Financial & competing interests disclosure
The authors have no relevant affiliations or financial involvement with any organization or entity with a financial interest in or financial conflict with the subject matter or materials discussed in the manuscript. This includes employment, consultancies, honoraria, stock ownership or options, expert testimony, grants or patents received or pending, or royalties.
No writing assistance was utilized in the production of this manuscript.
Chimeric flaviviruses and live attenuated influenza vaccines (orthomyxoviruses) have achieved regulatory approval for use in humans, while chimeric flaviviruses and alphavirus replicons have reached approval in veterinary animals.
Recombinant alphavirus replicon, chimeric flavivirus, paramyxovirus and vaccines are advancing through human clinical trials supported by preclinical efficacy against a wide variety of infectious disease and cancer targets.

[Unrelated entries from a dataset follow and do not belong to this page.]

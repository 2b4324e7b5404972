//! AJAX requests and guarded form submission for Horizon Lattice.
//!
//! This crate sits on top of an asynchronous network primitive and provides:
//!
//! - **Request pipeline**: content of any shape (forms, plain maps, scalars,
//!   selector strings) is serialized into one payload, sent, and returned as
//!   an [`AjaxResult`] with lazily computed views
//! - **Form guard**: a form's submit events are turned into requests, with
//!   overlapping submissions suppressed and an optional confirmation step
//! - **HTTP transport**: a reqwest-backed [`HttpClient`] implementing the
//!   [`Transport`] seam
//!
//! # Requests
//!
//! ```ignore
//! use horizon_lattice_ajax::{Ajax, RequestOptions};
//! use serde_json::json;
//!
//! let ajax = Ajax::with_http_client()?;
//!
//! // GET: content becomes the query string, `?a=1&b[0]=x&b[1]=y`
//! let result = ajax
//!     .dispatch(
//!         RequestOptions::new()
//!             .url("https://example.com/items")
//!             .content(json!({"a": "1", "b": ["x", "y"]})),
//!     )?
//!     .await;
//!
//! println!("{} {:?}", result.status(), result.response_type());
//! ```
//!
//! Callbacks run in a fixed order once the response arrives: the
//! `status_code` callback for the received status, then `success` or
//! `error`:
//!
//! ```ignore
//! ajax.dispatch_url(
//!     "/items/7",
//!     RequestOptions::new()
//!         .method("DELETE")
//!         .status_code(404, |_| println!("already gone"))
//!         .error(|r| eprintln!("failed: {}", r.status())),
//! )?
//! .await;
//! ```
//!
//! Problems with the options themselves (no URL, an unknown verb, a bad
//! header) are returned by `dispatch`. A request that was sent always
//! resolves to a result; network failures show up as status `0`.
//!
//! # Defaults
//!
//! [`AjaxSettings`] holds the defaults merged into every request and can be
//! loaded from any serde format:
//!
//! ```ignore
//! let settings: AjaxSettings = serde_json::from_str(r#"{
//!     "method": "POST",
//!     "headers": [["X-Requested-With", "XMLHttpRequest"]],
//!     "interval_ms": 500
//! }"#)?;
//!
//! let ajax = Ajax::builder(HttpClient::new()?).settings(settings).build();
//! ```
//!
//! # Forms
//!
//! ```ignore
//! use horizon_lattice_ajax::form::{FormGuard, FormGuardOptions, SubmitEvent};
//!
//! let guard = FormGuard::bind(ajax, form, |event| {
//!     if let Some(result) = event.response() {
//!         println!("submitted: {}", result.status());
//!     }
//! }, FormGuardOptions::new().interval_ms(500.0));
//!
//! // From the host's submit event handler:
//! guard.submit(&mut SubmitEvent::new());
//! ```
//!
//! # Logging
//!
//! Events are emitted through `tracing` under the
//! `horizon_lattice_ajax::{pipeline, transport, form, result}` targets.
//! Installing a subscriber is up to the application.

pub mod ajax;
mod error;
pub mod form;
pub mod http;

pub use error::{AjaxError, Result};

// Re-export commonly used types at the crate root
pub use ajax::{
    Ajax, AjaxBuilder, AjaxCall, AjaxResult, AjaxSettings, Blob, Content, Document, Payload,
    PayloadValue, PendingRequest, RequestId, RequestModifier, RequestOptions, ResponseHeaders,
};
pub use form::{
    Confirmation, FormGuard, FormGuardOptions, FormLookup, FormSnapshot, FormSource, SubmitEvent,
    SubmitOutcome,
};
pub use http::{
    Exchange, HttpClient, HttpClientBuilder, HttpMethod, OutgoingRequest, ProgressObservers,
    TransferProgress, Transport,
};
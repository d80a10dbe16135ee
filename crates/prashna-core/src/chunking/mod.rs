//! Text chunking for document ingestion.
//!
//! Documents are split into overlapping, bounded-size chunks before storage
//! so each retrievable unit fits comfortably inside a language-model context
//! window while preserving continuity across split boundaries.
//!
//! The default strategy is [`RecursiveCharacterSplitter`]: it tries a
//! prioritized list of separators from coarsest (paragraph break) to finest
//! (single characters) and greedily merges the resulting pieces back into
//! chunks, carrying a trailing overlap into each new chunk.
//!
//! Chunking is pure: the same input and configuration always produce the
//! same output sequence.

mod recursive;
mod types;

use crate::error::ChunkingError;

pub use recursive::RecursiveCharacterSplitter;
pub use types::TextChunk;

/// Trait for text chunking strategies.
///
/// Implementations define how to split text into coherent chunks suitable
/// for retrieval. Each strategy makes different trade-offs between chunk
/// size, overlap, and boundary quality.
pub trait ChunkingStrategy: Send + Sync {
    /// Splits text into chunks according to this strategy.
    ///
    /// Returned chunks are ordered by their position in the source document
    /// and are always non-empty. Empty or whitespace-only input yields an
    /// empty vector, not an error.
    fn chunk(&self, text: &str) -> Result<Vec<TextChunk>, ChunkingError>;

    /// Returns a human-readable name for this strategy.
    fn name(&self) -> &'static str;

    /// Returns the target maximum characters per chunk.
    ///
    /// Best effort: a single indivisible token longer than this may be
    /// emitted as-is, oversized.
    fn max_chars(&self) -> usize;
}
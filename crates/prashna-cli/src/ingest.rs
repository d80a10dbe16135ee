//! Ingest command implementation.

use anyhow::{Context, Result};
use prashna_core::extract::{PlainTextExtractor, TextExtractor};
use prashna_core::retrieval::RetrievalEngine;
use prashna_core::storage::JsonChunkStore;
use std::path::Path;
use tracing::info;

/// Extracts a document's text and appends its chunks to the store.
///
/// Returns the number of chunks added. Extraction failures (missing file,
/// unsupported format) abort the command; an empty document adds nothing
/// and succeeds.
pub async fn execute_ingest(file: &Path, store_path: &Path) -> Result<usize> {
    let extractor = PlainTextExtractor::new();
    let text = extractor
        .extract(file)
        .await
        .with_context(|| format!("Failed to extract text from {}", file.display()))?;

    info!(chars = text.chars().count(), "extracted document text");

    let engine = RetrievalEngine::new(JsonChunkStore::open(store_path));
    let added = engine
        .ingest(&text)
        .await
        .with_context(|| format!("Failed to update {}", store_path.display()))?;

    info!(added, store = %store_path.display(), "ingest complete");
    Ok(added)
}

#[cfg(test)]
mod tests {
    use super::*;
    use tempfile::TempDir;

    #[tokio::test]
    async fn test_ingest_missing_file_fails() {
        let dir = TempDir::new().unwrap();
        let store = dir.path().join("kb.json");
        let result = execute_ingest(Path::new("/nonexistent/doc.md"), &store).await;
        assert!(result.is_err());
    }

    #[tokio::test]
    async fn test_ingest_counts_chunks() {
        let dir = TempDir::new().unwrap();
        let doc = dir.path().join("doc.txt");
        std::fs::write(&doc, "a short document").unwrap();
        let store = dir.path().join("kb.json");

        let added = execute_ingest(&doc, &store).await.unwrap();
        assert_eq!(added, 1);
    }
}
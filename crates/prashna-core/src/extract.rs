//! Document text extraction port.
//!
//! Extraction converts a source document (PDF, Markdown, plain text) into
//! raw text for ingestion. Only the interface lives here; heavyweight
//! formats are external collaborators implementing [`TextExtractor`]. The
//! shipped [`PlainTextExtractor`] covers the plain-read formats.
//!
//! Failures are explicit: a missing file or unsupported format surfaces as
//! an error instead of collapsing to empty text, so callers can distinguish
//! "document had no text" from "extraction never happened".

use crate::error::ExtractError;
use std::path::Path;

/// Extracts the full text content of a source document.
#[async_trait::async_trait(?Send)]
pub trait TextExtractor {
    /// Returns the document's text, or an explicit failure when the file is
    /// missing, the format is unsupported, or extraction fails.
    async fn extract(&self, path: &Path) -> Result<String, ExtractError>;
}

/// Extractor for formats that are a plain file read: Markdown and text.
///
/// PDF and other binary formats are not handled here; they belong to an
/// external collaborator implementing [`TextExtractor`].
#[derive(Debug, Clone, Copy, Default)]
pub struct PlainTextExtractor;

impl PlainTextExtractor {
    /// Creates a new plain-text extractor.
    pub fn new() -> Self {
        Self
    }

    fn is_supported(extension: &str) -> bool {
        matches!(extension, "md" | "markdown" | "txt")
    }
}

#[async_trait::async_trait(?Send)]
impl TextExtractor for PlainTextExtractor {
    async fn extract(&self, path: &Path) -> Result<String, ExtractError> {
        if !path.exists() {
            return Err(ExtractError::NotFound(path.display().to_string()));
        }

        let extension = path
            .extension()
            .map(|e| e.to_string_lossy().to_lowercase())
            .unwrap_or_default();
        if !Self::is_supported(&extension) {
            return Err(ExtractError::UnsupportedFormat(path.display().to_string()));
        }

        std::fs::read_to_string(path)
            .map_err(|e| ExtractError::Extraction(format!("{}: {e}", path.display())))
    }
}

#[cfg(test)]
mod tests {
    use super::*;
    use tempfile::TempDir;

    #[tokio::test]
    async fn test_reads_markdown_and_text() {
        let dir = TempDir::new().unwrap();
        let md = dir.path().join("manual.md");
        std::fs::write(&md, "# स्थापना\nपहले बिजली बंद करें").unwrap();

        let extractor = PlainTextExtractor::new();
        let text = extractor.extract(&md).await.unwrap();
        assert!(text.contains("बिजली"));
    }

    #[tokio::test]
    async fn test_missing_file_is_not_found() {
        let extractor = PlainTextExtractor::new();
        let result = extractor.extract(Path::new("/nonexistent/manual.md")).await;
        assert!(matches!(result, Err(ExtractError::NotFound(_))));
    }

    #[tokio::test]
    async fn test_unknown_format_is_rejected_not_empty() {
        let dir = TempDir::new().unwrap();
        let pdf = dir.path().join("manual.pdf");
        std::fs::write(&pdf, b"%PDF-1.4").unwrap();

        let extractor = PlainTextExtractor::new();
        let result = extractor.extract(&pdf).await;
        assert!(matches!(result, Err(ExtractError::UnsupportedFormat(_))));
    }
}
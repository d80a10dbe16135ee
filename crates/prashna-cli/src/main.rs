//! Prashna CLI - manage and query the document knowledge base.
//!
//! # Usage
//!
//! ```bash
//! # Ingest a document into the knowledge base
//! prashna ingest manual.md
//!
//! # Search stored chunks
//! prashna search "installation steps"
//! prashna search "बिजली" -n 5 --json
//!
//! # Show help
//! prashna --help
//! ```
//!
//! Question answering (translate → retrieve → generate) requires a
//! language-model provider and is not wired here; the CLI covers the
//! retrieval core only.

mod ingest;
mod output;
mod search;

use anyhow::Result;
use clap::{Parser, Subcommand};
use std::path::PathBuf;
use tracing_subscriber::EnvFilter;

/// Prashna knowledge base CLI.
///
/// Ingests documents as overlapping chunks and retrieves them by keyword
/// overlap.
#[derive(Parser)]
#[command(name = "prashna", version, about)]
struct Cli {
    /// Path to the knowledge base file
    #[arg(long, global = true, default_value = "knowledge_base.json")]
    store: PathBuf,

    /// Enable verbose logging
    #[arg(short, long, global = true)]
    verbose: bool,

    #[command(subcommand)]
    command: Commands,
}

#[derive(Subcommand)]
enum Commands {
    /// Ingest a document (Markdown or plain text) into the knowledge base
    Ingest {
        /// Path to the document file
        file: PathBuf,
    },
    /// Search the knowledge base for chunks matching a query
    Search {
        /// Search query
        query: String,

        /// Maximum number of results to return
        #[arg(short = 'n', long, default_value = "3")]
        limit: usize,

        /// Output results as JSON
        #[arg(long)]
        json: bool,
    },
}

#[tokio::main]
async fn main() -> Result<()> {
    let cli = Cli::parse();

    let filter = if cli.verbose {
        EnvFilter::new("info")
    } else {
        EnvFilter::new("warn")
    };
    tracing_subscriber::fmt()
        .with_env_filter(filter)
        .with_target(false)
        .init();

    match cli.command {
        Commands::Ingest { file } => {
            let added = ingest::execute_ingest(&file, &cli.store).await?;
            println!("Added {} chunk{} from {}", added, plural(added), file.display());
        }
        Commands::Search { query, limit, json } => {
            let results = search::execute_search(&query, limit, &cli.store).await?;
            let rendered = if json {
                output::format_json(&query, &results)
            } else {
                output::format_human(&query, &results)
            };
            println!("{rendered}");
        }
    }

    Ok(())
}

fn plural(n: usize) -> &'static str {
    if n == 1 {
        ""
    } else {
        "s"
    }
}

Rational design of flavivirus-, alphavirus- and rhabdovirus-based vaccines has increased vector safety that will support continued testing of these vector platforms.
Most flavivirus and paramyxovirus vector development has focused on the expression of sequences derived from other flaviviruses or paramyxoviruses, respectively; these chimeric vectors offer increased attenuation and great promise for development of vaccines against some of the most important insect-borne and pediatric respiratory illnesses known to man.
The oncolytic nature of many RNA viruses (ex paramyxoviruses and rhabdoviruses) that can be manipulated through reverse genetics represents a significant advancement in cancer treatment. New and continued clinical evaluation of these oncolytic viruses will likely shape the future of cancer therapy.